- Alternative names: Elm Wood Primary School

General information
- Location: Elm Street, Middleton, Greater Manchester, England
- Coordinates: 53°33′00″N 2°10′36″W﻿ / ﻿53.5500°N 2.1768°W
- Year built: 1908–1910; 116 years ago

Design and construction
- Architects: Edgar Wood and J. Henry Sellers

Website
- elmwoodps.co.uk

Listed Building – Grade II*
- Official name: Elm Street School (County Primary School)
- Designated: 19 September 1969
- Reference no.: 1356229

= Elm Street School =

Listed building in Greater Manchester, England

Elm Street School (now Elm Wood Primary School) is a Grade II* listed building in Middleton, a town within the Metropolitan Borough of Rochdale, Greater Manchester, England. Built between 1908 and 1910, it was designed by Edgar Wood and J. Henry Sellers and is regarded as a landmark of Arts and Crafts and Modernism. Originally a County Primary School under Lancashire County Council, it remains an active community school for children aged 2 to 11, maintained by Rochdale Council.

==History==
Elm Street School was established during the expansion of public education following the Elementary Education Act 1870, which aimed to provide elementary schooling for all children. Constructed between 1908 and 1910 following lobbying by the Middleton Education Committee, the school served the growing industrial population and operated as a County Primary School under Lancashire County Council.

On 19 September 1969, Elm Street School was designated a Grade II* listed building.

The school is still operating today under the name Elm Wood Primary School, in honour of its designer. The school remains an active community primary school for children aged 2 to 11 and is maintained by Rochdale Council.

==Architects==
The school was designed by the architectural partnership of Edgar Wood (1860–1935) and J. Henry Sellers (1861–1954), both prominent figures in the Arts and Crafts and early Modernist movements in northern England.
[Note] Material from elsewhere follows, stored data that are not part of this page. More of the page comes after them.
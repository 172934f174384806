//! Observable pipeline events.
//!
//! Conditions absorbed by the layer that detects them (failed queries,
//! coercion warnings, slow subscribers) are published here so they stay
//! visible without interrupting collection.

use chrono::{DateTime, Utc};
use log::trace;
use serde::Serialize;
use tokio::sync::broadcast;

use super::subscription::SubscriberId;

/// Maximum number of events buffered per receiver.
const EVENT_BUFFER_SIZE: usize = 256;

#[derive(Clone, Debug, PartialEq, Serialize)]
#[serde(tag = "event", rename_all = "snake_case")]
pub enum PipelineEvent {
    SnapshotPersisted {
        source_query: String,
        timestamp: DateTime<Utc>,
        notified: usize,
        skipped: usize,
    },
    DuplicateSkipped {
        source_query: String,
        timestamp: DateTime<Utc>,
    },
    OutOfOrderSkipped {
        source_query: String,
        timestamp: DateTime<Utc>,
    },
    CollectionFailed {
        group: String,
        error: String,
    },
    AnalysisWarning {
        source_query: String,
        warning: String,
    },
    CollectorDegraded {
        consecutive_failed_rounds: u32,
    },
    CollectorRecovered,
    SubscriberTimeout {
        subscriber_id: SubscriberId,
        timestamp: DateTime<Utc>,
    },
    SubscriberFailed {
        subscriber_id: SubscriberId,
        error: String,
    },
    SubscriberRemoved {
        subscriber_id: SubscriberId,
    },
    GapDetected {
        source_query: String,
        previous: DateTime<Utc>,
        current: DateTime<Utc>,
    },
    StoreCorruption {
        error: String,
    },
}

#[derive(Clone)]
pub struct EventBus {
    sender: broadcast::Sender<PipelineEvent>,
}

impl EventBus {
    pub fn new() -> Self {
        let (sender, _) = broadcast::channel(EVENT_BUFFER_SIZE);
        EventBus { sender }
    }

    pub fn subscribe(&self) -> broadcast::Receiver<PipelineEvent> {
        self.sender.subscribe()
    }

    /// Fire and forget; an event with no receivers is dropped.
    pub fn publish(&self, event: PipelineEvent) {
        trace!("pipeline event: {:?}", event);
        let _ = self.sender.send(event);
    }
}

impl Default for EventBus {
    fn default() -> Self {
        Self::new()
    }
}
Their design departed from the conventional board school style of the period, introducing innovative principles and materials.

Wood was known for blending Arts and Crafts ideals with emerging modernist concepts, while Sellers contributed technical expertise and the use of reinforced concrete and flat roofs. The design is regarded as a significant example of Arts and Crafts modernism and one of the most notable collaborations between Wood and Sellers.

==Architecture==
The school is constructed of brick with stone dressings and concrete roofs. At its centre is a nine-bay hall flanked by towers, with cloisters extending forward to meet Elm Street on either side, originally serving separate entrances for boys and girls. These cloisters enclose a formal garden and a suite of offices with a concave single-storey façade. Parallel classroom ranges extend beyond the cloisters, with an additional long range adjoining the hall at the rear, forming a compact, symmetrical plan.
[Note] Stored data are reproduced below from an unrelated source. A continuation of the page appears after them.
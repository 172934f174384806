use std::sync::{Arc, Mutex};
use std::time::Duration;

use chrono::{DateTime, Utc};
use dashmap::DashMap;
use futures::future::join_all;
use log::{debug, error, info, warn};
use serde::Serialize;
use tokio::time::timeout;

use super::events::{EventBus, PipelineEvent};
use super::subscription::{
    Capability, SubscriberError, SubscriberId, SubscriberState, Subscriber, SubscriptionRecord,
};
use super::{PipelineError, SubscribeError};
use crate::config::AtlasConfig;
use crate::metrics::Snapshot;
use crate::store::{SnapshotStore, StoreError};

#[derive(Clone, Debug)]
pub struct CoordinatorOptions {
    /// Upper bound for a single bootstrap or incremental delivery.
    pub subscriber_timeout: Duration,
    /// Report a gap when two consecutive snapshots of a source are further apart.
    pub gap_threshold: Option<Duration>,
}

impl Default for CoordinatorOptions {
    fn default() -> Self {
        CoordinatorOptions {
            subscriber_timeout: Duration::from_secs(5),
            gap_threshold: None,
        }
    }
}

impl From<&AtlasConfig> for CoordinatorOptions {
    fn from(config: &AtlasConfig) -> Self {
        CoordinatorOptions {
            subscriber_timeout: config.subscriber_timeout,
            gap_threshold: Some(config.gap_threshold()),
        }
    }
}

/// What happened to a snapshot handed to [`Coordinator::on_new_snapshot`].
#[derive(Clone, Debug, PartialEq, Eq)]
pub enum Delivery {
    Persisted { notified: usize, skipped: usize },
    /// Already persisted by an earlier delivery; nobody was notified.
    Duplicate,
    /// Older than the latest persisted snapshot of its source; dropped.
    OutOfOrder,
}

#[derive(Clone, Debug, Default, PartialEq, Eq, Serialize)]
pub struct CollectorHealth {
    pub degraded: bool,
    pub consecutive_failed_rounds: u32,
    pub degraded_since: Option<DateTime<Utc>>,
}

type Registration = (SubscriptionRecord, Arc<dyn Subscriber>);

/// Single point of fan-out: the only writer to the store and the only
/// caller of subscribers.
///
/// Appends and bootstrap reads are serialized by one async lock, so a
/// subscriber attaching mid-stream gets every snapshot exactly once across
/// its history payload and the incremental notifications that follow.
pub struct Coordinator {
    store: SnapshotStore,
    registrations: DashMap<SubscriberId, Registration>,
    fanout: tokio::sync::Mutex<()>,
    events: EventBus,
    health: Mutex<CollectorHealth>,
    options: CoordinatorOptions,
}

impl Coordinator {
    pub fn new(store: SnapshotStore, options: CoordinatorOptions) -> Self {
        Coordinator {
            store,
            registrations: DashMap::new(),
            fanout: tokio::sync::Mutex::new(()),
            events: EventBus::new(),
            health: Mutex::new(CollectorHealth::default()),
            options,
        }
    }

    pub fn store(&self) -> &SnapshotStore {
        &self.store
    }

    pub fn events(&self) -> &EventBus {
        &self.events
    }

    /// Persist a snapshot, then notify every live incremental subscriber.
    ///
    /// Duplicate and out-of-order snapshots are absorbed here. Only store
    /// failures are returned, and of those only corruption is fatal.
    pub async fn on_new_snapshot(&self, snapshot: Snapshot) -> Result<Delivery, PipelineError> {
        let _guard = self.fanout.lock().await;

        self.detect_gap(&snapshot)?;

        match self.store.append(&snapshot) {
            Ok(_) => {}
            Err(StoreError::Duplicate { .. }) => {
                debug!(
                    "snapshot {} @ {} already persisted, skipping fan-out",
                    snapshot.source_query(),
                    snapshot.timestamp()
                );
                self.events.publish(PipelineEvent::DuplicateSkipped {
                    source_query: snapshot.source_query().to_string(),
                    timestamp: snapshot.timestamp(),
                });
                return Ok(Delivery::Duplicate);
            }
            Err(err @ StoreError::OutOfOrder { .. }) => {
                warn!("dropping snapshot: {}", err);
                self.events.publish(PipelineEvent::OutOfOrderSkipped {
                    source_query: snapshot.source_query().to_string(),
                    timestamp: snapshot.timestamp(),
                });
                return Ok(Delivery::OutOfOrder);
            }
            Err(err) => return Err(self.store_failure(err)),
        }

        let (notified, skipped) = self.fan_out(&snapshot).await;
        self.events.publish(PipelineEvent::SnapshotPersisted {
            source_query: snapshot.source_query().to_string(),
            timestamp: snapshot.timestamp(),
            notified,
            skipped,
        });
        Ok(Delivery::Persisted { notified, skipped })
    }

    async fn fan_out(&self, snapshot: &Snapshot) -> (usize, usize) {
        let targets: Vec<(SubscriberId, Arc<dyn Subscriber>)> = self
            .registrations
            .iter()
            .filter(|entry| {
                let record = &entry.value().0;
                record.state == SubscriberState::Live && record.capability.wants_incremental()
            })
            .map(|entry| (*entry.key(), Arc::clone(&entry.value().1)))
            .collect();

        let limit = self.options.subscriber_timeout;
        let outcomes = join_all(targets.into_iter().map(|(id, subscriber)| async move {
            let outcome = timeout(limit, subscriber.append_incremental(snapshot)).await;
            (id, outcome)
        }))
        .await;

        let mut notified = 0;
        let mut skipped = 0;
        for (id, outcome) in outcomes {
            match outcome {
                Ok(Ok(())) => {
                    if let Some(mut entry) = self.registrations.get_mut(&id) {
                        entry.0.advance(snapshot.timestamp());
                    }
                    notified += 1;
                }
                Ok(Err(SubscriberError::Permanent(reason))) => {
                    warn!("subscriber {} reported permanent failure: {}", id, reason);
                    self.remove(id);
                    skipped += 1;
                }
                Ok(Err(err)) => {
                    warn!("delivery to subscriber {} failed: {}", id, err);
                    self.mark_degraded(id);
                    self.events.publish(PipelineEvent::SubscriberFailed {
                        subscriber_id: id,
                        error: err.to_string(),
                    });
                    skipped += 1;
                }
                Err(_) => {
                    warn!(
                        "subscriber {} timed out after {:?}, skipped for {}",
                        id,
                        limit,
                        snapshot.timestamp()
                    );
                    self.mark_degraded(id);
                    self.events.publish(PipelineEvent::SubscriberTimeout {
                        subscriber_id: id,
                        timestamp: snapshot.timestamp(),
                    });
                    skipped += 1;
                }
            }
        }
        (notified, skipped)
    }

    /// Register a subscriber.
    ///
    /// With a bootstrap capability the full history is delivered before the
    /// subscriber is registered, and no snapshot can be persisted in
    /// between. If the bootstrap delivery fails the subscriber is not
    /// registered at all. A bootstrap-only subscriber is complete once its
    /// history is delivered and is not retained.
    pub async fn subscribe(
        &self,
        subscriber: Arc<dyn Subscriber>,
        capability: Capability,
    ) -> Result<SubscriberId, SubscribeError> {
        let mut record = SubscriptionRecord::new(subscriber.name(), capability);
        let id = record.subscriber_id;

        let _guard = self.fanout.lock().await;

        if capability.wants_bootstrap() {
            record.state = SubscriberState::Bootstrapping;
            let history = self
                .store
                .history()
                .and_then(|cursor| cursor.collect_all())
                .map_err(|err| {
                    if err.is_corruption() {
                        self.events.publish(PipelineEvent::StoreCorruption {
                            error: err.to_string(),
                        });
                    }
                    SubscribeError::Store(err)
                })?;

            let delivered = match timeout(
                self.options.subscriber_timeout,
                subscriber.load_initial(&history),
            )
            .await
            {
                Ok(result) => result,
                Err(_) => Err(SubscriberError::Timeout),
            };
            if let Err(source) = delivered {
                warn!(
                    "bootstrap of subscriber {} ({}) failed: {}",
                    record.name, id, source
                );
                return Err(SubscribeError::Bootstrap {
                    name: record.name,
                    source,
                });
            }

            record.last_delivered_timestamp = history.last().map(Snapshot::timestamp);
            record.delivered_count = history.len() as u64;
            info!(
                "subscriber {} ({}) bootstrapped with {} snapshots",
                record.name,
                id,
                history.len()
            );
        }

        if !capability.wants_incremental() {
            return Ok(id);
        }

        record.state = SubscriberState::Live;
        info!("subscriber {} ({}) live as {:?}", record.name, id, capability);
        self.registrations.insert(id, (record, subscriber));
        Ok(id)
    }

    /// Remove a subscriber. Unknown ids are ignored.
    pub fn unsubscribe(&self, id: SubscriberId) -> bool {
        let removed = self.registrations.remove(&id).is_some();
        if removed {
            info!("subscriber {} unsubscribed", id);
        }
        removed
    }

    fn remove(&self, id: SubscriberId) {
        if self.registrations.remove(&id).is_some() {
            self.events.publish(PipelineEvent::SubscriberRemoved { subscriber_id: id });
        }
    }

    fn mark_degraded(&self, id: SubscriberId) {
        if let Some(mut entry) = self.registrations.get_mut(&id) {
            entry.0.mark_degraded();
        }
    }

    pub fn subscription(&self, id: SubscriberId) -> Option<SubscriptionRecord> {
        self.registrations.get(&id).map(|entry| entry.0.clone())
    }

    pub fn subscriptions(&self) -> Vec<SubscriptionRecord> {
        self.registrations
            .iter()
            .map(|entry| entry.value().0.clone())
            .collect()
    }

    pub fn on_collector_degraded(&self, consecutive_failed_rounds: u32) {
        let mut health = self.health.lock().unwrap_or_else(|e| e.into_inner());
        if !health.degraded {
            health.degraded_since = Some(Utc::now());
        }
        health.degraded = true;
        health.consecutive_failed_rounds = consecutive_failed_rounds;
        warn!(
            "collector degraded after {} consecutive failed rounds",
            consecutive_failed_rounds
        );
        self.events.publish(PipelineEvent::CollectorDegraded {
            consecutive_failed_rounds,
        });
    }

    pub fn on_collector_recovered(&self) {
        let mut health = self.health.lock().unwrap_or_else(|e| e.into_inner());
        if !health.degraded {
            return;
        }
        *health = CollectorHealth::default();
        info!("collector recovered");
        self.events.publish(PipelineEvent::CollectorRecovered);
    }

    pub fn health(&self) -> CollectorHealth {
        self.health.lock().unwrap_or_else(|e| e.into_inner()).clone()
    }

    fn detect_gap(&self, snapshot: &Snapshot) -> Result<(), PipelineError> {
        let Some(threshold) = self.options.gap_threshold else {
            return Ok(());
        };
        let previous = match self.store.latest_timestamp_for(snapshot.source_query()) {
            Ok(Some(previous)) => previous,
            Ok(None) => return Ok(()),
            Err(err) if err.is_corruption() => return Err(self.store_failure(err)),
            Err(err) => {
                warn!("gap check skipped: {}", err);
                return Ok(());
            }
        };
        let gap = (snapshot.timestamp() - previous).to_std();
        if matches!(gap, Ok(gap) if gap > threshold) {
            warn!(
                "gap in {} history: {} -> {}",
                snapshot.source_query(),
                previous,
                snapshot.timestamp()
            );
            self.events.publish(PipelineEvent::GapDetected {
                source_query: snapshot.source_query().to_string(),
                previous,
                current: snapshot.timestamp(),
            });
        }
        Ok(())
    }

    fn store_failure(&self, err: StoreError) -> PipelineError {
        if err.is_corruption() {
            error!("{}", err);
            self.events.publish(PipelineEvent::StoreCorruption {
                error: err.to_string(),
            });
        } else {
            error!("snapshot store failure: {}", err);
        }
        PipelineError::from(err)
    }
}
The hall has nine round-arched windows with impost blocks and keystones on both the front and rear elevations. A hipped roof sits behind a coped parapet, stepped above recessed brick panels repeated throughout the design. The towers at each end have stone upper stages and are prominent visual elements. The cloisters include cross-vaulted passages with rusticated segmental arches and banded pilasters; some arches have been infilled, and only one set of original cast-iron gates survives. The office frontage incorporates flat-faced stone-mullioned windows flanking central double doors, though many original leaded casements have been removed. The classroom ranges have segmental-arched windows with stone sills and advanced bays with higher parapets. Small later additions are present on both sides.

Internally, original features remain, including doors and a moulded plaster ceiling in the hall. Contemporary accounts noted that the design incorporated measures intended to improve hygiene in school buildings, and the use of reinforced concrete allowed greater flexibility in planning compared with earlier local examples.